BENNETT, Senior Circuit Judge.

This appeal is from the order and judgment issued by the Claims Court on September 28, 1988, in Johns-Manville Corp. v. United States, Nos. 465-83C, 688-83C, and 1-84C, in which the Claims Court dismissed the complaints for lack of subject matter jurisdiction and awarded costs to the United States. We reverse the. award of costs.

BACKGROUND

Johns-Manville Corporation and Johns-Manville Sales Corporation (Manville) filed three cases in the Claims Court seeking indemnification from the United States for amounts paid by Manville to shipyard workers for injuries caused by exposure to asbestos that Manville had supplied to the government. Manville had previously filed similar suits against the government in United States district courts in California and Virginia.

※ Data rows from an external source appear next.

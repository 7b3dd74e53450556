//! Ledger integration tests
//!
//! Drive the data model through its public API: encode, decode, validate and
//! check signatures the way a node receiving bytes from a peer would.

use ledger_core::core::{Hash256, MerkleTree, TxInput, TxOutput, DEFAULT_SEQUENCE};
use ledger_core::crypto::signature::{self, CURVE_ORDER};
use ledger_core::error::{CryptoError, FormatError, LedgerError, ValidationError};
use ledger_core::{hash_pub_key, Block, PrivateKey, Transaction};

fn signed_spend(key: &PrivateKey, value: u64) -> Transaction {
    let owner = hash_pub_key(&key.public_key()).to_script();
    let input = TxInput::new(Hash256::digest(b"funding"), 0, DEFAULT_SEQUENCE);
    let mut tx = Transaction::new(vec![input], vec![TxOutput::new(value, owner)], 0, 546);
    tx.sign(key).unwrap();
    tx
}

fn sample_block() -> Block {
    let key = PrivateKey::generate();
    let miner = hash_pub_key(&key.public_key()).to_script();
    let mut block = Block::with_timestamp(Hash256::digest(b"parent"), 7, 1000, 1_700_000_000);
    block.add_transaction(Transaction::new_coinbase(&miner, 5000));
    block.add_transaction(signed_spend(&key, 1200));
    block
}

#[test]
fn test_block_survives_the_wire() {
    let block = sample_block();
    let bytes = block.serialize().unwrap();
    let decoded = Block::deserialize(&bytes).unwrap();

    assert_eq!(decoded, block);
    assert_eq!(decoded.calculate_hash(), block.calculate_hash());
    assert!(decoded.validate().is_ok());
    for tx in decoded.get_transactions() {
        assert!(tx.verify_signatures().is_ok());
    }
}

#[test]
fn test_truncated_block_is_a_format_error() {
    let bytes = sample_block().serialize().unwrap();
    for cut in [0, 50, 99, 103, bytes.len() - 1] {
        let err = Block::deserialize(&bytes[..cut]).unwrap_err();
        assert!(
            matches!(err, LedgerError::Format(_)),
            "cut at {cut} gave {err:?}"
        );
    }

    let mut padded = bytes.clone();
    padded.push(0);
    assert_eq!(
        Block::deserialize(&padded).unwrap_err(),
        LedgerError::Format(FormatError::TrailingBytes(1))
    );
}

#[test]
fn test_merkle_vectors() {
    let a = Hash256::digest(b"a");
    let b = Hash256::digest(b"b");
    let c = Hash256::digest(b"c");
    let pair = |l: &Hash256, r: &Hash256| {
        Hash256::digest(&[&l.as_bytes()[..], &r.as_bytes()[..]].concat())
    };

    assert_eq!(MerkleTree::calculate_merkle_root(&[]), Hash256::digest(b""));
    assert_eq!(MerkleTree::calculate_merkle_root(&[a]), a);
    assert_eq!(MerkleTree::calculate_merkle_root(&[a, b]), pair(&a, &b));
    assert_eq!(
        MerkleTree::calculate_merkle_root(&[a, b, c]),
        pair(&pair(&a, &b), &pair(&c, &c))
    );
    assert_ne!(
        MerkleTree::calculate_merkle_root(&[b, a]),
        MerkleTree::calculate_merkle_root(&[a, b])
    );
}

#[test]
fn test_merkle_proof_for_block_transaction() {
    let block = sample_block();
    let proof = block.generate_merkle_proof(1).unwrap();
    assert_eq!(proof.transaction_hash, block.get_transactions()[1].get_hash());
    assert!(block.verify_merkle_proof(&proof));

    let other = sample_block();
    assert!(!other.verify_merkle_proof(&proof));
}

#[test]
fn test_corrupted_merkle_root_is_rejected() {
    let mut block = sample_block();
    let actual = block.get_merkle_root();
    block.header_mut().merkle_root = Hash256::digest(b"forged");

    assert_eq!(
        block.validate(),
        Err(ValidationError::MerkleRootMismatch {
            expected: Hash256::digest(b"forged"),
            actual,
        })
    );
}

#[test]
fn test_zero_value_output_is_located() {
    let mut block = Block::with_timestamp(Hash256::zero(), 1, 1, 1);
    block.add_transaction(Transaction::new_coinbase(&[0x01; 20], 50));
    block.add_transaction(Transaction::new_coinbase(&[0x02; 20], 0));

    let err = block.validate().unwrap_err();
    match &err {
        ValidationError::Transaction { index, source } => {
            assert_eq!(*index, 1);
            assert!(matches!(
                source.as_ref(),
                ValidationError::Output { index: 0, .. }
            ));
        }
        other => panic!("unexpected error {other:?}"),
    }
    assert_eq!(err.root_cause(), &ValidationError::ZeroOutputValue);
}

#[test]
fn test_high_s_signature_is_refused() {
    let key = PrivateKey::generate();
    let digest = Hash256::digest(b"message");
    let der = signature::sign(digest.as_bytes(), &key).unwrap();
    assert!(signature::verify(digest.as_bytes(), &der, &key.public_key()).is_ok());

    let (r, s) = signature::decode_der(&der).unwrap();
    let high = signature::encode_der(&r, &(&*CURVE_ORDER - &s)).unwrap();
    assert_eq!(
        signature::verify(digest.as_bytes(), &high, &key.public_key()),
        Err(CryptoError::NonCanonicalSignature)
    );
}

#[test]
fn test_tampered_transaction_bytes_are_caught() {
    let key = PrivateKey::generate();
    let tx = signed_spend(&key, 900);
    let mut bytes = tx.serialize().unwrap();
    // the output value sits after the input section; bump its lowest byte
    let value_pos = bytes.len() - 32 - 8 - 8 - 20 - 4 - 1;
    bytes[value_pos] ^= 0x01;

    let decoded = Transaction::deserialize(&bytes).unwrap();
    assert!(matches!(
        decoded.validate(),
        Err(ValidationError::HashMismatch { .. })
    ));
    assert!(matches!(
        decoded.verify_signatures(),
        Err(LedgerError::Crypto(CryptoError::Input { index: 0, .. }))
    ));
}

After several years of discovery and pretrial proceedings, and 2 months before trial in one of the cases was scheduled to begin, the Claims Court raised, sua sponte, the issue of whether it had subject matter jurisdiction over Manville’s claims in view of the restrictions of 28 U.S.C. § 1500 (1982). That statute provides that the Claims Court shall not have jurisdiction over any claim for which the plaintiff has a suit against the United States pending in any other court.

Subsequently, the Claims Court issued an order dismissing the three actions for lack of jurisdiction over the subject matter. Keene Corp. v. United States, 12 Cl.Ct. 197 (1987). Rather than entering a judgment of dismissal, the Claims Court certified the jurisdictional issue for appeal pursuant to 28 U.S.C. § 1292(d)(2) (1982). While the jurisdictional issue was on appeal, a trial on the merits in one of the cases was held in the Claims Court, resulting in a judgment for the defendant. Johns-Manville Corp. v. United States, 13 Cl.Ct. 72 (1987).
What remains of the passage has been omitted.